WHAT THIS TASK INVOLVES: Some entries follow. Reproduce exactly the lines starting at the one with "d'un calque rendu." and stopping after the one with "pub fn rows(&self)".

--------------------

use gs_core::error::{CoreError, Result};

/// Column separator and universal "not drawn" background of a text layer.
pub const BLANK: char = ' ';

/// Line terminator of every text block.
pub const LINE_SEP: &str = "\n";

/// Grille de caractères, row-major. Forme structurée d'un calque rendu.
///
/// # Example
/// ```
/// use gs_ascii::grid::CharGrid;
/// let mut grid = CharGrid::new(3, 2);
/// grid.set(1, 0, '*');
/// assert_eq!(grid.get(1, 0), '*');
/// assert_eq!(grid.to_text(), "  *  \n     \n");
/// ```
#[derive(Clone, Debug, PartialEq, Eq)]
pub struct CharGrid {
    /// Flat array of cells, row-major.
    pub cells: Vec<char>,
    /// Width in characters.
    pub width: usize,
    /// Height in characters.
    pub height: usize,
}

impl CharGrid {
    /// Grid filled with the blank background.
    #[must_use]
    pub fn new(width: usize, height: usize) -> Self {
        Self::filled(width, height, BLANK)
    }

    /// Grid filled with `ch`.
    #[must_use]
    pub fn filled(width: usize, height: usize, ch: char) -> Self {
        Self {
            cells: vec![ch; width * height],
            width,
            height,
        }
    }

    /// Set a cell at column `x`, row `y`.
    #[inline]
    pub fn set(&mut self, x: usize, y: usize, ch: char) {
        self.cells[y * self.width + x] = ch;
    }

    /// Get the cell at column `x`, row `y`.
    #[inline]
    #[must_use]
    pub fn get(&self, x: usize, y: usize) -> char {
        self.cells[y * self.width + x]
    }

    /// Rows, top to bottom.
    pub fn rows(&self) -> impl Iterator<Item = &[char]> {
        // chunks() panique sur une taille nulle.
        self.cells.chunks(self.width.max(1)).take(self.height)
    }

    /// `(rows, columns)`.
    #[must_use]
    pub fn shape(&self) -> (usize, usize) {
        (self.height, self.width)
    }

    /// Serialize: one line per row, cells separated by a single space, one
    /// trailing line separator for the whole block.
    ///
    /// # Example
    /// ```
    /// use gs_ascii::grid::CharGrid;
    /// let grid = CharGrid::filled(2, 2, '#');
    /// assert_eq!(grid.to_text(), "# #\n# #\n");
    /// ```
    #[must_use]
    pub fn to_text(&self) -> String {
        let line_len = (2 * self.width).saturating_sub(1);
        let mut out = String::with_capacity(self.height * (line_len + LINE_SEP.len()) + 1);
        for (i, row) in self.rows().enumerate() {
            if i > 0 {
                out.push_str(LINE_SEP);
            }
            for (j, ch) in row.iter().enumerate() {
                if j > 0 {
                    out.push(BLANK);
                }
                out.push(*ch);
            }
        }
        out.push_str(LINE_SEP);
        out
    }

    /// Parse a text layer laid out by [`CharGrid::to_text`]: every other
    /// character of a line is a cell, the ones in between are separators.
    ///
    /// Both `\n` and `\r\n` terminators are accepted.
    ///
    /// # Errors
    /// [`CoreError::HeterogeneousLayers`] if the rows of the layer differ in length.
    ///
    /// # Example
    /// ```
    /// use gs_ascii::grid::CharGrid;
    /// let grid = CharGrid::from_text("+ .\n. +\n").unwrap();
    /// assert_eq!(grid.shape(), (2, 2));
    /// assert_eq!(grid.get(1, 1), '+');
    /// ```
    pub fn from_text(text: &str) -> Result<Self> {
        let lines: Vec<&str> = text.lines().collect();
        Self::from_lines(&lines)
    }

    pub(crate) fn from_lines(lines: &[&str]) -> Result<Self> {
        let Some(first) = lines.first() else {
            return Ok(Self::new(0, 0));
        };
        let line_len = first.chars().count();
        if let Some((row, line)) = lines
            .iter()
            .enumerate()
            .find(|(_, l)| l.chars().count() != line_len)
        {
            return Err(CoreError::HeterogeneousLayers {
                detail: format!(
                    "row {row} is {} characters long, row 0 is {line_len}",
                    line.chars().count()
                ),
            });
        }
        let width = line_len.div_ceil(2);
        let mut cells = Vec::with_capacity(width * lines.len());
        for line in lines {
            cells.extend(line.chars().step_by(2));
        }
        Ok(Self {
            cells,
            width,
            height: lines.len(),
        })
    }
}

--------------------

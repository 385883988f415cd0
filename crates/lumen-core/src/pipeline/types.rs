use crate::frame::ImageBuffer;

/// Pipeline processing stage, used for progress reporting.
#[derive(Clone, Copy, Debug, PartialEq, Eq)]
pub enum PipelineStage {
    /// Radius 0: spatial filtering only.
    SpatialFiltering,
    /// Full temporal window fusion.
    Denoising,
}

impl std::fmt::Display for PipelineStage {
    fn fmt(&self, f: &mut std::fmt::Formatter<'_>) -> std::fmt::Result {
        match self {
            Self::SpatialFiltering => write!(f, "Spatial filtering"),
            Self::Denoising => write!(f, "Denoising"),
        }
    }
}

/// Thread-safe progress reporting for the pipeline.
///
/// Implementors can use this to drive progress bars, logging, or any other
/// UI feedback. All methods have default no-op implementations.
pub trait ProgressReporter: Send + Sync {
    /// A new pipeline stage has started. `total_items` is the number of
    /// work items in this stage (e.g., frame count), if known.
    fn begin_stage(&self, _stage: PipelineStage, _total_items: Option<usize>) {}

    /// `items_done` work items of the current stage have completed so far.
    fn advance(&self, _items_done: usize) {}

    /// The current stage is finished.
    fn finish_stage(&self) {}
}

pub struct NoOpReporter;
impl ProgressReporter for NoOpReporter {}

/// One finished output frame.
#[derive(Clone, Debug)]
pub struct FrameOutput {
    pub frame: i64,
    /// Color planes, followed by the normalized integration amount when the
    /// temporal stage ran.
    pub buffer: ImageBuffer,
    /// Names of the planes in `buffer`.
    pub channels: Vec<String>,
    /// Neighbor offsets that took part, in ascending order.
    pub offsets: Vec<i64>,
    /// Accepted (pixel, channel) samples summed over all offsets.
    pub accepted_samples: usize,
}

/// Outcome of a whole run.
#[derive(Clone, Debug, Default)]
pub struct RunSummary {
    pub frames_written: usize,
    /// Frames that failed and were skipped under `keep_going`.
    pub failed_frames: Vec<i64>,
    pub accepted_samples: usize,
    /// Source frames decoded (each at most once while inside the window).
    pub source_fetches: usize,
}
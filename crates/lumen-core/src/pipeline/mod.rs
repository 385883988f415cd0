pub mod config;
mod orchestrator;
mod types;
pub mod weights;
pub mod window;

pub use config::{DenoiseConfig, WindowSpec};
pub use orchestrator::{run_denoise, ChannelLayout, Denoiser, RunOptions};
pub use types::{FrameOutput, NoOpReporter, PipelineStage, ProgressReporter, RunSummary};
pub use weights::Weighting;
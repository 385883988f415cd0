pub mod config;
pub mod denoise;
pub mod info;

--------------------

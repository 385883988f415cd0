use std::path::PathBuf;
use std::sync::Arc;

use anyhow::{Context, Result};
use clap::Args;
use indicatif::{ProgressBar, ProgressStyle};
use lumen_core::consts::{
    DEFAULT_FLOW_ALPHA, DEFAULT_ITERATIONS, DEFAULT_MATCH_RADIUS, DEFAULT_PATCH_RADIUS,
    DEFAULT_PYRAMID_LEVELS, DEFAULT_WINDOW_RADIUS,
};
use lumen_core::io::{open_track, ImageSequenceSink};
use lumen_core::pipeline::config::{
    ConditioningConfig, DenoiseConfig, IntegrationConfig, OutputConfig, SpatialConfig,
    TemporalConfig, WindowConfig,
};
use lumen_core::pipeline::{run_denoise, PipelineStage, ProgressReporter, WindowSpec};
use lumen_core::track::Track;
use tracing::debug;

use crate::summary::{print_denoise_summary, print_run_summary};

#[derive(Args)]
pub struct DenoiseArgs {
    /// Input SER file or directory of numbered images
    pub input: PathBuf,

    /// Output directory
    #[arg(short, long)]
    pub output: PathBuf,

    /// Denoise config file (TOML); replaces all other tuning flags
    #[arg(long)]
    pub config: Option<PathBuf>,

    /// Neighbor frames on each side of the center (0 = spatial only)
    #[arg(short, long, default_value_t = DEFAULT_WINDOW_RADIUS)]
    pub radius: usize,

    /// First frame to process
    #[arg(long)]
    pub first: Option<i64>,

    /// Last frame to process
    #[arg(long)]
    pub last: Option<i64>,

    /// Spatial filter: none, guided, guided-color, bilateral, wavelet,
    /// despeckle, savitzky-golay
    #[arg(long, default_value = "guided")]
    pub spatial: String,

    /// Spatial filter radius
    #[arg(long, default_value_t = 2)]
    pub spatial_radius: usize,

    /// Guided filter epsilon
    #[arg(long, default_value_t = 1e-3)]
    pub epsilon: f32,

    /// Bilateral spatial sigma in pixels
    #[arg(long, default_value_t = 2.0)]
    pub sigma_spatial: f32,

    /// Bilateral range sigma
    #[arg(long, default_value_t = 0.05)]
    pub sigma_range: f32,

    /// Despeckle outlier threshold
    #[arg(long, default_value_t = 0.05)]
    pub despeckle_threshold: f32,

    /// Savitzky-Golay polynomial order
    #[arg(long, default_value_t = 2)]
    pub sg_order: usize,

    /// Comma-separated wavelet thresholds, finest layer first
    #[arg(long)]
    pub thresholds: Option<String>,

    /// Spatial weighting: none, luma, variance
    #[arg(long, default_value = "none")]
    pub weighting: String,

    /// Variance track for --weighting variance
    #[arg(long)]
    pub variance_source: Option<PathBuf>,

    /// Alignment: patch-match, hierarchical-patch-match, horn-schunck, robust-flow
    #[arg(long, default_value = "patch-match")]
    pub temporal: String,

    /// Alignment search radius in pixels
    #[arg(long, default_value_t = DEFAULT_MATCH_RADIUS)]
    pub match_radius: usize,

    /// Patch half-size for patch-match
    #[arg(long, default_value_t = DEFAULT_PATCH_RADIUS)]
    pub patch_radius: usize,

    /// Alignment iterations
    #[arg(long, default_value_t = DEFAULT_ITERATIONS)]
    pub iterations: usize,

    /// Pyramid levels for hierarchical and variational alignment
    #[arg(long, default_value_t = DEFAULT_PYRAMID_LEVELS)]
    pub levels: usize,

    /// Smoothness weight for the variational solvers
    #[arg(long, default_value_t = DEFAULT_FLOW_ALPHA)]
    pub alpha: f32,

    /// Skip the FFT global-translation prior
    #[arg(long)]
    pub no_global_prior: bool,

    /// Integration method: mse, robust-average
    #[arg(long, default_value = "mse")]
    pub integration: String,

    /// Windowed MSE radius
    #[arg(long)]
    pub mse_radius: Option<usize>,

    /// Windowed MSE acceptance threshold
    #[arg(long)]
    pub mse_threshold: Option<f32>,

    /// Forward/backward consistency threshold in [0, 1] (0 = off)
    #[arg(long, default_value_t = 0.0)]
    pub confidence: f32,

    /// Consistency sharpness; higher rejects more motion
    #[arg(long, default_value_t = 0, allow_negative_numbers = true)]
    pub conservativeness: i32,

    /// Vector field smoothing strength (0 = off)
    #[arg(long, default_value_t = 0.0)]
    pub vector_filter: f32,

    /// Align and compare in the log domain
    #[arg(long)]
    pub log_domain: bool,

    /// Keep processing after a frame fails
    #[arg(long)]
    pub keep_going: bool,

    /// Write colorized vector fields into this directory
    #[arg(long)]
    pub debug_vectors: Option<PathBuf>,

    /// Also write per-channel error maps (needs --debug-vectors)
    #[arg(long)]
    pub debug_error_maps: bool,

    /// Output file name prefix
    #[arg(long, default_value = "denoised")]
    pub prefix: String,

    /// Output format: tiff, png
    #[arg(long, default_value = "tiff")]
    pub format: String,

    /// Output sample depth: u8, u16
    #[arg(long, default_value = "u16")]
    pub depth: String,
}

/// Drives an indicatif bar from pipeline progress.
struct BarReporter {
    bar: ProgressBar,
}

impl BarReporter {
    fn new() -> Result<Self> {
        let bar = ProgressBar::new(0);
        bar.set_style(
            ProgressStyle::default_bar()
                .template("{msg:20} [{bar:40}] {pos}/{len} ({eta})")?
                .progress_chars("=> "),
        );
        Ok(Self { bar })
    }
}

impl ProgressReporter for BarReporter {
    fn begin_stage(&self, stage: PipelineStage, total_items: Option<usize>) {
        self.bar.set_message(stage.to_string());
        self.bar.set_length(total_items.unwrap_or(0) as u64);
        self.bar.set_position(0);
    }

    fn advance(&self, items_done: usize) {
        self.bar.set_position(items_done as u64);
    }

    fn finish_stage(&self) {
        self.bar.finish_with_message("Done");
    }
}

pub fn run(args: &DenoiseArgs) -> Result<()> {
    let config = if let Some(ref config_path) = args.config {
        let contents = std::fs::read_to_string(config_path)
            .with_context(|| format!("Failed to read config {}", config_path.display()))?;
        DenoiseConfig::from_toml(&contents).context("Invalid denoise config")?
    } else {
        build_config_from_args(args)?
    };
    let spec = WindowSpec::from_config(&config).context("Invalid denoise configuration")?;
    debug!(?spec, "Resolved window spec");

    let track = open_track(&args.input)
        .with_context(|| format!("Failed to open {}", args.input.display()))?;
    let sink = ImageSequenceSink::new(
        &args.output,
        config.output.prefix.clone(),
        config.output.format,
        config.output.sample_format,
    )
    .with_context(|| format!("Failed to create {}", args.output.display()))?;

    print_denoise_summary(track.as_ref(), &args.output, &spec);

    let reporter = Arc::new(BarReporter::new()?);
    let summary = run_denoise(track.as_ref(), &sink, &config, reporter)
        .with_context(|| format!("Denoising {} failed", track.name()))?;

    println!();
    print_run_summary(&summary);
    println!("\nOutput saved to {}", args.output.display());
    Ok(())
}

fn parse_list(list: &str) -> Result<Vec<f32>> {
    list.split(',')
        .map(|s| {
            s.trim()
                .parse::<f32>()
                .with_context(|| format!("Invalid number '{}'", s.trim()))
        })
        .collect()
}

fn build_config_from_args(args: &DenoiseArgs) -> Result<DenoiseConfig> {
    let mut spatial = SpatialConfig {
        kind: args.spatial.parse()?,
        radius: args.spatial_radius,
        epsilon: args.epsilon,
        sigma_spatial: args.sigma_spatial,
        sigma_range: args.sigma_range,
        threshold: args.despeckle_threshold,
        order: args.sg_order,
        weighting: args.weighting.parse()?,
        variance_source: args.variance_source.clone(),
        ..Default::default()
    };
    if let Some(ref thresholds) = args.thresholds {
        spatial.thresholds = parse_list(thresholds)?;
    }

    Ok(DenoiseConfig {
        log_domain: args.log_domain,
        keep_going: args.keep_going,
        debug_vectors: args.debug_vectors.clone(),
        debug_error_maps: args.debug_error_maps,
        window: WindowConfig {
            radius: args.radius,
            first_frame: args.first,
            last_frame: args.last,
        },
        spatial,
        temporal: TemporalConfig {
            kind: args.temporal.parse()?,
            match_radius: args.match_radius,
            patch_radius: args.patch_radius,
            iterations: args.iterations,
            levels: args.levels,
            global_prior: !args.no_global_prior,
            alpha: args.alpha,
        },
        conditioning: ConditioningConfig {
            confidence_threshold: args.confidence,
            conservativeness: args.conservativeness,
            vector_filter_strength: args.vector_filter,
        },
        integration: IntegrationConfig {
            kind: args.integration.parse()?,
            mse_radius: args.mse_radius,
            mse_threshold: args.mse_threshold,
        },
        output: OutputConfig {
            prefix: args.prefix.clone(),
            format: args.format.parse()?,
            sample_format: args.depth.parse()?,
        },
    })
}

--------------------

SOLUTION FOR THIS EXERCISE:
/// Grille de caractères, row-major. Forme structurée d'un calque rendu.
///
/// # Example
/// ```
/// use gs_ascii::grid::CharGrid;
/// let mut grid = CharGrid::new(3, 2);
/// grid.set(1, 0, '*');
/// assert_eq!(grid.get(1, 0), '*');
/// assert_eq!(grid.to_text(), "  *  \n     \n");
/// ```
#[derive(Clone, Debug, PartialEq, Eq)]
pub struct CharGrid {
    /// Flat array of cells, row-major.
    pub cells: Vec<char>,
    /// Width in characters.
    pub width: usize,
    /// Height in characters.
    pub height: usize,
}

impl CharGrid {
    /// Grid filled with the blank background.
    #[must_use]
    pub fn new(width: usize, height: usize) -> Self {
        Self::filled(width, height, BLANK)
    }

    /// Grid filled with `ch`.
    #[must_use]
    pub fn filled(width: usize, height: usize, ch: char) -> Self {
        Self {
            cells: vec![ch; width * height],
            width,
            height,
        }
    }

    /// Set a cell at column `x`, row `y`.
    #[inline]
    pub fn set(&mut self, x: usize, y: usize, ch: char) {
        self.cells[y * self.width + x] = ch;
    }

    /// Get the cell at column `x`, row `y`.
    #[inline]
    #[must_use]
    pub fn get(&self, x: usize, y: usize) -> char {
        self.cells[y * self.width + x]
    }

    /// Rows, top to bottom.
    pub fn rows(&self) -> impl Iterator<Item = &[char]> {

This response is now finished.